By BiotechDaily International staff writers
Posted on 22 Apr 2014
Image: Biopsy of small bowel showing celiac disease manifested by blunting of villi, crypt hyperplasia, and lymphocyte infiltration of crypts (Photo courtesy of Wikimedia Commons).
Image: Biopsy of small bowel showing celiac disease manifested by blunting of villi, crypt hyperplasia, and lymphocyte infiltration of crypts (Photo courtesy of Wikimedia Commons).
Levels of the enzyme elafin, an endogenous serine protease inhibitor, were lower in the small intestinal epithelium of patients with active celiac disease (CD) as compared to similar tissue from control patients.

Celiac disease is an immune disorder that occurs in susceptible individuals when foods that contain gluten and its derivative, the highly immunogenic gliadin peptide, trigger an immune response that leads to destruction of the intestinal lining, abdominal pain, changes in bowel habits, malnutrition and other symptoms that include anemia and neurological problems.

Investigators at McMaster University (Hamilton, ON, Canada) used immunofluorescence techniques to examine the role of elafin in CD using tissues taken from human small intestines. The degree of deamidation of the 33-mer gliadin peptide was analyzed by liquid chromatography-mass spectrometry. To study the effects of elafin on a mouse model of celiac disease, the protein was delivered to the intestine of gluten-sensitive mice using a recombinant Lactococcus lactis vector.
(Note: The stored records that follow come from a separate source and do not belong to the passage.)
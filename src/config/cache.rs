use serde::{Deserialize, Serialize};

use super::redis::RedisConfig;

/// Cache behavior. `redis` is `None` when `CACHE_REDIS_URL` is unset; in
/// that case the store starts in fallback (in-memory, non-shared) mode.
#[derive(Debug, Clone, Deserialize, Serialize)]
#[serde(default)]
pub struct CacheConfig {
    #[serde(skip_serializing_if = "Option::is_none")]
    pub redis: Option<RedisConfig>,
    pub ttl_default_seconds: u64,
    pub stale_ttl_seconds: u64,
    pub ignore_upstream_control: bool,
    pub bypass_paths: Vec<String>,
    pub debug: bool,
}

impl Default for CacheConfig {
    fn default() -> Self {
        Self {
            redis: None,
            ttl_default_seconds: 60,
            stale_ttl_seconds: 30,
            ignore_upstream_control: false,
            bypass_paths: Vec::new(),
            debug: false,
        }
    }
}
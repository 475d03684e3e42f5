use std::time::Duration;

use r2d2::Pool;
use redis::{Client, Commands};

use super::ScanDeleteResult;
use crate::error::{init::InitError, internal::InternalError};

const SCAN_COUNT_HINT: usize = 200;

#[derive(Debug, Clone)]
pub struct RedisStateStore {
    pool: Pool<Client>,
}

impl RedisStateStore {
    pub fn new(url: url::Url, connection_timeout: Duration) -> Result<Self, InitError> {
        let client = Client::open(url)?;
        let pool = Pool::builder()
            .connection_timeout(connection_timeout)
            .build(client)?;
        Ok(Self { pool })
    }

    pub async fn get(&self, key: &str) -> Result<Option<String>, InternalError> {
        let mut conn = self.pool.get().map_err(InternalError::Pool)?;
        let value: Option<String> = conn.get(key)?;
        Ok(value)
    }

    pub async fn set(
        &self,
        key: &str,
        value: &str,
        ttl_seconds: Option<u64>,
    ) -> Result<(), InternalError> {
        let mut conn = self.pool.get().map_err(InternalError::Pool)?;
        match ttl_seconds {
            Some(ttl) => {
                let _: () = conn.set_ex(key, value, ttl)?;
            }
            None => {
                let _: () = conn.set(key, value)?;
            }
        }
        Ok(())
    }

    pub async fn delete(&self, key: &str) -> Result<(), InternalError> {
        let mut conn = self.pool.get().map_err(InternalError::Pool)?;
        let _: () = conn.del(key)?;
        Ok(())
    }

    pub async fn incr_with_expire(
        &self,
        key: &str,
        window_seconds: u64,
    ) -> Result<i64, InternalError> {
        let mut conn = self.pool.get().map_err(InternalError::Pool)?;
        let count: i64 = conn.incr(key, 1)?;
        if count == 1 {
            let _: () = conn.expire(key, i64::try_from(window_seconds + 1).unwrap_or(i64::MAX))?;
        }
        Ok(count)
    }

    pub async fn sadd(&self, key: &str, member: &str) -> Result<(), InternalError> {
        let mut conn = self.pool.get().map_err(InternalError::Pool)?;
        let _: () = conn.sadd(key, member)?;
        Ok(())
    }

    pub async fn srem(&self, key: &str, member: &str) -> Result<(), InternalError> {
        let mut conn = self.pool.get().map_err(InternalError::Pool)?;
        let _: () = conn.srem(key, member)?;
        Ok(())
    }

    pub async fn smembers(&self, key: &str) -> Result<Vec<String>, InternalError> {
        let mut conn = self.pool.get().map_err(InternalError::Pool)?;
        let members: Vec<String> = conn.smembers(key)?;
        Ok(members)
    }

    pub async fn sismember(
        &self,
        key: &str,
        member: &str,
    ) -> Result<bool, InternalError> {
        let mut conn = self.pool.get().map_err(InternalError::Pool)?;
        let is_member: bool = conn.sismember(key, member)?;
        Ok(is_member)
    }

    pub async fn exists(&self, key: &str) -> Result<bool, InternalError> {
        let mut conn = self.pool.get().map_err(InternalError::Pool)?;
        let exists: bool = conn.exists(key)?;
        Ok(exists)
    }

    pub async fn scan_and_delete(
        &self,
        pattern: &str,
        batch_size: usize,
        dry_run: bool,
    ) -> Result<ScanDeleteResult, InternalError> {
        let mut conn = self.pool.get().map_err(InternalError::Pool)?;
        let mut result = ScanDeleteResult::default();
        let mut cursor: u64 = 0;
        let mut pending: Vec<String> = Vec::with_capacity(batch_size);

        loop {
            let (next_cursor, keys): (u64, Vec<String>) = redis::cmd("SCAN")
                .cursor_arg(cursor)
                .arg("MATCH")
                .arg(pattern)
                .arg("COUNT")
                .arg(SCAN_COUNT_HINT)
                .query(&mut *conn)?;

            result.matched += keys.len() as u64;
            if !dry_run {
                pending.extend(keys);
                while pending.len() >= batch_size {
                    let batch: Vec<String> = pending.drain(..batch_size).collect();
                    let deleted: u64 = conn.del(&batch)?;
                    result.deleted += deleted;
                }
            }

            cursor = next_cursor;
            if cursor == 0 {
                break;
            }
        }

        if !dry_run && !pending.is_empty() {
            let deleted: u64 = conn.del(&pending)?;
            result.deleted += deleted;
        }

        Ok(result)
    }

    pub async fn ping(&self) -> bool {
        let Ok(mut conn) = self.pool.get() else {
            return false;
        };
        redis::cmd("PING").query::<String>(&mut *conn).is_ok()
    }
}
pub mod audit;
pub mod handlers;
pub mod invalidate;
pub mod model;

/// Cache keys this system's admin invalidator is allowed to touch. Every
/// pattern/exact-key it builds is rooted here; the key-registry namespace
/// lives under a different prefix and is never reachable through this path.
pub const CACHE_NAMESPACE_PREFIX: &str = "proxy:GET:";

/// Redis `DEL` is batched at this size when a scan turns up more matches
/// than a single call should carry.
pub const DELETE_BATCH_SIZE: usize = 100;
use std::net::SocketAddr;

use clap::Parser;
use edge_proxy::{app_state::AppState, config::Config, router};
use tokio::signal::unix::{signal, SignalKind};
use tracing::{info, warn};
use tracing_subscriber::{fmt, layer::SubscriberExt, util::SubscriberInitExt, EnvFilter};

#[derive(Debug, Parser)]
#[command(version)]
struct Args {
    /// Enable verbose logging, equivalent to `RUST_LOG=info,edge_proxy=trace`.
    #[arg(short, long)]
    verbose: bool,
}

#[tokio::main]
async fn main() {
    dotenvy::dotenv().ok();
    let args = Args::parse();

    let default_filter = if args.verbose { "info,edge_proxy=trace" } else { "info" };
    tracing_subscriber::registry()
        .with(fmt::layer().with_target(true).with_level(true).with_writer(std::io::stdout))
        .with(EnvFilter::try_from_default_env().unwrap_or_else(|_| EnvFilter::new(default_filter)))
        .init();

    let config = match Config::try_read() {
        Ok(config) => config,
        Err(error) => {
            eprintln!("failed to read config: {error}");
            std::process::exit(1);
        }
    };
    let pretty_config = serde_json::to_string_pretty(&config)
        .unwrap_or_else(|_| "<config serialization failed>".to_string());
    tracing::debug!(config = pretty_config, "resolved configuration");
    if let Err(error) = config.validate() {
        tracing::error!(%error, "configuration validation failed");
        std::process::exit(1);
    }

    let port = config.port;
    let app_state = match AppState::build(config).await {
        Ok(app_state) => app_state,
        Err(error) => {
            tracing::error!(%error, "failed to initialize application state");
            std::process::exit(1);
        }
    };

    let app = router::build(app_state);
    let addr = SocketAddr::from(([0, 0, 0, 0], port));
    let listener = match tokio::net::TcpListener::bind(addr).await {
        Ok(listener) => listener,
        Err(error) => {
            tracing::error!(%error, %addr, "failed to bind listener");
            std::process::exit(1);
        }
    };

    info!(%addr, "edge-proxy listening");
    let serve = axum::serve(listener, app.into_make_service_with_connect_info::<SocketAddr>());

    if let Err(error) = serve.with_graceful_shutdown(wait_for_shutdown_signals()).await {
        tracing::error!(%error, "server error");
        std::process::exit(1);
    }
}

async fn wait_for_shutdown_signals() {
    let mut sigint = signal(SignalKind::interrupt()).expect("failed to register SIGINT signal");
    let mut sigterm = signal(SignalKind::terminate()).expect("failed to register SIGTERM signal");

    tokio::select! {
        _ = sigint.recv() => {
            warn!("SIGINT received, starting graceful shutdown");
        },
        _ = sigterm.recv() => {
            warn!("SIGTERM received, starting graceful shutdown");
        },
    }
}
Results published in the April 8, 2014, online edition of the American Journal of Gastroenterology revealed that elafin expression in the small intestinal epithelium was lower in patients with active CD compared with control patients. In vitro, elafin significantly slowed the kinetics of the deamidation of the 33-mer peptide to its more immunogenic form. Treatment of gluten-sensitive mice with elafin delivered by the L. lactis vector normalized inflammation and improved permeability.
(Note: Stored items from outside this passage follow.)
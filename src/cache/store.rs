use std::{future::Future, pin::Pin, sync::Arc};

use serde::{Deserialize, Serialize};

use crate::{error::internal::InternalError, state_store::StateStore, upstream::model::UpstreamResponse};

#[derive(Debug, Clone, Copy, PartialEq, Eq)]
pub enum CacheStatus {
    Hit,
    Miss,
    Stale,
    Bypass,
}

impl CacheStatus {
    pub fn as_header_value(self) -> &'static str {
        match self {
            Self::Hit => "HIT",
            Self::Miss => "MISS",
            Self::Stale => "STALE",
            Self::Bypass => "BYPASS",
        }
    }
}

/// What a cache-store-driven loader hands back: the response to serve,
/// plus the cacheability verdict [`crate::cache::policy::decide`] already
/// computed for it.
pub struct LoaderResult {
    pub value: UpstreamResponse,
    pub cacheable: bool,
    pub ttl_seconds: Option<u64>,
    pub stale_ttl_seconds: Option<u64>,
}

pub struct SwrOutcome {
    pub value: UpstreamResponse,
    pub status: CacheStatus,
}

pub type Loader = Arc<
    dyn Fn() -> Pin<Box<dyn Future<Output = Result<LoaderResult, InternalError>> + Send>>
        + Send
        + Sync,
>;

/// Envelope persisted for cache entries that know their own stale
/// deadline. Values written before this format existed (or by some other
/// writer) are tolerated as "legacy": any stored value lacking
/// `marker: true` is treated as perpetually fresh until its backing TTL
/// expires the key outright.
#[derive(Debug, Serialize, Deserialize)]
struct Envelope {
    value: UpstreamResponse,
    #[serde(skip_serializing_if = "Option::is_none")]
    stale_until: Option<i64>,
    marker: bool,
}

/// Cache-aside + stale-while-revalidate orchestration on top of
/// [`StateStore`]. The entry envelope tracks an optional stale deadline;
/// reads past that deadline are served once and trigger a detached
/// background refresh.
#[derive(Debug, Clone)]
pub struct CacheStore {
    store: StateStore,
}

impl CacheStore {
    pub fn new(store: StateStore) -> Self {
        Self { store }
    }

    pub async fn get(&self, key: &str) -> Option<UpstreamResponse> {
        match self.store.get(key).await {
            Ok(Some(raw)) => decode_entry(&raw).map(|(value, _)| value),
            Ok(None) => None,
            Err(error) => {
                tracing::warn!(%error, "cache get failed, treating as miss");
                None
            }
        }
    }

    pub async fn delete(&self, key: &str) {
        if let Err(error) = self.store.delete(key).await {
            tracing::warn!(%error, "cache delete failed");
        }
    }

    async fn set(
        &self,
        key: &str,
        value: &UpstreamResponse,
        ttl_seconds: u64,
        stale_ttl_seconds: u64,
    ) -> Result<(), InternalError> {
        if stale_ttl_seconds > 0 {
            let stale_until = now_unix_millis() + i64::try_from(ttl_seconds * 1000).unwrap_or(i64::MAX);
            let envelope = Envelope {
                value: value.clone(),
                stale_until: Some(stale_until),
                marker: true,
            };
            let serialized = serde_json::to_string(&envelope)?;
            self.store
                .set(key, &serialized, Some(ttl_seconds + stale_ttl_seconds))
                .await
        } else {
            let serialized = serde_json::to_string(value)?;
            self.store.set(key, &serialized, Some(ttl_seconds)).await
        }
    }

    /// Cache-aside dispatch with stale-while-revalidate. `default_ttl`/
    /// `default_stale_ttl` apply when [`LoaderResult::ttl_seconds`] is
    /// unset. The background refresh this schedules on a STALE read is
    /// detached from the caller and never affects the returned value.
    #[tracing::instrument(name = "cache", skip_all, fields(key = %key))]
    pub async fn swr(
        &self,
        key: &str,
        default_ttl_seconds: u64,
        default_stale_ttl_seconds: u64,
        loader: Loader,
    ) -> Result<SwrOutcome, InternalError> {
        if self.store.is_fallback() {
            let result = loader().await?;
            return Ok(SwrOutcome {
                value: result.value,
                status: CacheStatus::Bypass,
            });
        }

        let raw = match self.store.get(key).await {
            Ok(raw) => raw,
            Err(error) => {
                tracing::warn!(%error, "cache store unreachable, bypassing cache for this request");
                let result = loader().await?;
                return Ok(SwrOutcome {
                    value: result.value,
                    status: CacheStatus::Bypass,
                });
            }
        };
        if let Some(raw) = raw {
            if let Some((value, stale_until)) = decode_entry(&raw) {
                let fresh = stale_until.is_none_or(|deadline| now_unix_millis() <= deadline);
                if fresh {
                    return Ok(SwrOutcome { value, status: CacheStatus::Hit });
                }
                self.schedule_background_refresh(
                    key.to_string(),
                    default_ttl_seconds,
                    default_stale_ttl_seconds,
                    loader,
                );
                return Ok(SwrOutcome { value, status: CacheStatus::Stale });
            }
        }

        let result = loader().await?;
        if !result.cacheable {
            return Ok(SwrOutcome {
                value: result.value,
                status: CacheStatus::Bypass,
            });
        }
        let ttl = result.ttl_seconds.unwrap_or(default_ttl_seconds);
        let stale_ttl = result.stale_ttl_seconds.unwrap_or(default_stale_ttl_seconds);
        match self.set(key, &result.value, ttl, stale_ttl).await {
            Ok(()) => Ok(SwrOutcome { value: result.value, status: CacheStatus::Miss }),
            Err(error) => {
                tracing::warn!(%error, "cache write failed, downgrading to bypass");
                Ok(SwrOutcome { value: result.value, status: CacheStatus::Bypass })
            }
        }
    }

    fn schedule_background_refresh(
        &self,
        key: String,
        default_ttl_seconds: u64,
        default_stale_ttl_seconds: u64,
        loader: Loader,
    ) {
        let store = self.clone();
        tokio::spawn(async move {
            let result = match loader().await {
                Ok(result) => result,
                Err(error) => {
                    tracing::warn!(%error, key, "background cache refresh failed");
                    return;
                }
            };
            if !result.cacheable {
                return;
            }
            let ttl = result.ttl_seconds.unwrap_or(default_ttl_seconds);
            let stale_ttl = result.stale_ttl_seconds.unwrap_or(default_stale_ttl_seconds);
            if let Err(error) = store.set(&key, &result.value, ttl, stale_ttl).await {
                tracing::warn!(%error, key, "background cache refresh write failed");
            }
        });
    }
}

fn decode_entry(raw: &str) -> Option<(UpstreamResponse, Option<i64>)> {
    if let Ok(envelope) = serde_json::from_str::<Envelope>(raw)
        && envelope.marker
    {
        return Some((envelope.value, envelope.stale_until));
    }
    serde_json::from_str::<UpstreamResponse>(raw)
        .ok()
        .map(|value| (value, None))
}

fn now_unix_millis() -> i64 {
    std::time::SystemTime::now()
        .duration_since(std::time::UNIX_EPOCH)
        .expect("system clock is after the unix epoch")
        .as_millis() as i64
}

#[cfg(test)]
mod tests {
    use std::{
        collections::BTreeMap,
        sync::atomic::{AtomicUsize, Ordering},
    };

    use super::*;
    use crate::state_store::InMemoryStateStore;

    fn response(body: &str) -> UpstreamResponse {
        UpstreamResponse {
            status: 200,
            body: serde_json::json!({ "ok": body }),
            content_type: Some("application/json".to_string()),
            headers: BTreeMap::new(),
        }
    }

    fn counting_loader(calls: Arc<AtomicUsize>, cacheable: bool) -> Loader {
        Arc::new(move || {
            let calls = calls.clone();
            Box::pin(async move {
                let n = calls.fetch_add(1, Ordering::SeqCst);
                Ok(LoaderResult {
                    value: response(&n.to_string()),
                    cacheable,
                    ttl_seconds: None,
                    stale_ttl_seconds: None,
                })
            })
        })
    }

    #[tokio::test]
    async fn miss_then_hit() {
        let store = CacheStore::new(StateStore::InMemory(InMemoryStateStore::new()));
        let calls = Arc::new(AtomicUsize::new(0));

        let first = store
            .swr("k", 60, 30, counting_loader(calls.clone(), true))
            .await
            .unwrap();
        assert_eq!(first.status, CacheStatus::Miss);

        let second = store
            .swr("k", 60, 30, counting_loader(calls.clone(), true))
            .await
            .unwrap();
        assert_eq!(second.status, CacheStatus::Hit);
        assert_eq!(calls.load(Ordering::SeqCst), 1);
    }

    #[tokio::test]
    async fn non_cacheable_result_is_bypass_and_not_written() {
        let store = CacheStore::new(StateStore::InMemory(InMemoryStateStore::new()));
        let calls = Arc::new(AtomicUsize::new(0));

        let first = store
            .swr("k", 60, 30, counting_loader(calls.clone(), false))
            .await
            .unwrap();
        assert_eq!(first.status, CacheStatus::Bypass);

        let second = store
            .swr("k", 60, 30, counting_loader(calls.clone(), false))
            .await
            .unwrap();
        assert_eq!(second.status, CacheStatus::Bypass);
        assert_eq!(calls.load(Ordering::SeqCst), 2);
    }

    #[tokio::test]
    async fn fallback_store_always_bypasses_without_writing() {
        let store = CacheStore::new(StateStore::InMemory(InMemoryStateStore::new()));
        assert!(store.store.is_fallback());
        let calls = Arc::new(AtomicUsize::new(0));

        let first = store
            .swr("k", 60, 30, counting_loader(calls.clone(), true))
            .await
            .unwrap();
        assert_eq!(first.status, CacheStatus::Bypass);

        let second = store
            .swr("k", 60, 30, counting_loader(calls.clone(), true))
            .await
            .unwrap();
        assert_eq!(second.status, CacheStatus::Bypass);
        assert_eq!(calls.load(Ordering::SeqCst), 2);
    }

    #[tokio::test]
    async fn legacy_bare_value_is_tolerated_as_fresh() {
        let inner = StateStore::InMemory(InMemoryStateStore::new());
        let serialized = serde_json::to_string(&response("legacy")).unwrap();
        inner.set("k", &serialized, None).await.unwrap();
        let store = CacheStore::new(inner);
        let calls = Arc::new(AtomicUsize::new(0));

        let outcome = store
            .swr("k", 60, 30, counting_loader(calls.clone(), true))
            .await
            .unwrap();
        assert_eq!(outcome.status, CacheStatus::Hit);
        assert_eq!(calls.load(Ordering::SeqCst), 0);
    }
}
Maintaining a gluten-free diet is far from simple, as gluten is found not only in foods but as low cost filler in the cosmetic and pharmaceutical industries as well.

“People who have to strictly avoid gluten for life often find this very difficult due to these hidden sources,” said senior author Dr. Elena Verdu, associate professor of medicine at McMaster University. “There is a great need for a therapy that will protect patients with celiac disease from these accidental contaminations. The possibility of elafin administration or replacement as a new adjuvant therapy to the gluten free diet would add flexibility to a restrictive lifelong diet, and increase patients’ quality of life and potentially accelerate the healing of celiac lesions.”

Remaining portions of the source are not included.